What you have to do.
Counting only lines below that contain the string "FillCircle", give the total as a single number.

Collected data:
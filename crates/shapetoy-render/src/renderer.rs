//! Renderer trait abstraction and the backend-independent draw list.

use kurbo::{Circle, Rect};
use serde::{Deserialize, Serialize};
use shapetoy_core::shapes::{Shape, ShapeColor};
use shapetoy_core::snapshot::CanvasSnapshot;
use thiserror::Error;

/// Renderer errors.
#[derive(Debug, Error)]
pub enum RendererError {
    #[error("Render failed: {0}")]
    RenderFailed(String),
}

/// Result type for renderer operations.
pub type RenderResult<T> = Result<T, RendererError>;

/// Colors and stroke geometry used for fills and outlines.
#[derive(Debug, Clone, PartialEq, Serialize, Deserialize)]
#[serde(default)]
pub struct RenderStyle {
    /// Selection outline color.
    pub selection_color: ShapeColor,
    /// Opacity of the hover outline relative to the selection color.
    pub hover_opacity: f64,
    /// Outline stroke width.
    pub outline_width: f64,
    /// Extra radius for circle outlines so they sit outside the fill.
    pub outline_inset: f64,
}

impl Default for RenderStyle {
    fn default() -> Self {
        Self {
            selection_color: ShapeColor::blue(),
            hover_opacity: 0.5,
            outline_width: 3.0,
            outline_inset: 1.5,
        }
    }
}

impl RenderStyle {
    pub fn hover_color(&self) -> ShapeColor {
        self.selection_color.with_opacity(self.hover_opacity)
    }
}

/// One drawing operation, in canvas coordinates.
#[derive(Debug, Clone, PartialEq)]
pub enum DrawCommand {
    /// Clear the whole surface to transparent.
    Clear { area: Rect },
    FillRect { rect: Rect, color: ShapeColor },
    FillCircle { circle: Circle, color: ShapeColor },
    StrokeRect { rect: Rect, color: ShapeColor, width: f64 },
    StrokeCircle { circle: Circle, color: ShapeColor, width: f64 },
}

/// Context for a single render pass.
pub struct RenderContext<'a> {
    /// The state to draw.
    pub snapshot: &'a CanvasSnapshot,
    /// Colors and outline geometry.
    pub style: &'a RenderStyle,
}

impl<'a> RenderContext<'a> {
    /// Create a new render context.
    pub fn new(snapshot: &'a CanvasSnapshot, style: &'a RenderStyle) -> Self {
        Self { snapshot, style }
    }

    /// Build the full draw list for this frame.
    pub fn commands(&self) -> Vec<DrawCommand> {
        scene_commands(self.snapshot, self.style)
    }
}

/// Draw list for a snapshot: clear, fills in z-order, selection outlines, hover outline.
///
/// Outlines come after every fill so later shapes never cover them, and the
/// hover outline is skipped for a shape that is already selected.
pub fn scene_commands(snapshot: &CanvasSnapshot, style: &RenderStyle) -> Vec<DrawCommand> {
    let size = snapshot.size;
    let mut commands = vec![DrawCommand::Clear {
        area: Rect::new(0.0, 0.0, size.width, size.height),
    }];

    commands.extend(
        snapshot
            .shapes
            .iter()
            .filter(|shape| shape.intersects_area(size))
            .map(fill_command),
    );

    commands.extend(
        snapshot
            .shapes
            .iter()
            .filter(|shape| snapshot.is_selected(shape.id()))
            .map(|shape| outline_command(shape, style, style.selection_color)),
    );

    let hovered = snapshot
        .hovered
        .filter(|&id| !snapshot.is_selected(id))
        .and_then(|id| snapshot.shapes.iter().find(|s| s.id() == id));
    if let Some(shape) = hovered {
        commands.push(outline_command(shape, style, style.hover_color()));
    }

    commands
}

fn fill_command(shape: &Shape) -> DrawCommand {
    match shape {
        Shape::Rectangle(r) => DrawCommand::FillRect {
            rect: r.as_rect(),
            color: r.fill_color,
        },
        Shape::Circle(c) => DrawCommand::FillCircle {
            circle: c.as_kurbo(),
            color: c.fill_color,
        },
    }
}

fn outline_command(shape: &Shape, style: &RenderStyle, color: ShapeColor) -> DrawCommand {
    match shape {
        Shape::Rectangle(r) => DrawCommand::StrokeRect {
            rect: r.as_rect(),
            color,
            width: style.outline_width,
        },
        Shape::Circle(c) => DrawCommand::StrokeCircle {
            circle: Circle::new(c.center, c.radius + style.outline_inset),
            color,
            width: style.outline_width,
        },
    }
}

/// Trait for rendering backends.
///
/// Backends only execute draw lists; what to draw is decided by [`scene_commands`].
pub trait Renderer {
    /// Execute a draw list, replacing whatever was drawn before.
    fn draw(&mut self, commands: &[DrawCommand]) -> RenderResult<()>;

    /// Build and draw the frame for a render context.
    fn build_scene(&mut self, ctx: &RenderContext) -> RenderResult<()> {
        self.draw(&ctx.commands())
    }
}

/// Renderer that keeps the last draw list; used for headless checks.
#[derive(Debug, Default)]
pub struct RecordingRenderer {
    frames: usize,
    last: Vec<DrawCommand>,
}

impl RecordingRenderer {
    pub fn new() -> Self {
        Self::default()
    }

    /// Number of frames drawn so far.
    pub fn frames(&self) -> usize {
        self.frames
    }

    pub fn last_frame(&self) -> &[DrawCommand] {
        &self.last
    }
}

impl Renderer for RecordingRenderer {
    fn draw(&mut self, commands: &[DrawCommand]) -> RenderResult<()> {
        self.frames += 1;
        self.last = commands.to_vec();
        Ok(())
    }
}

Completed task.
2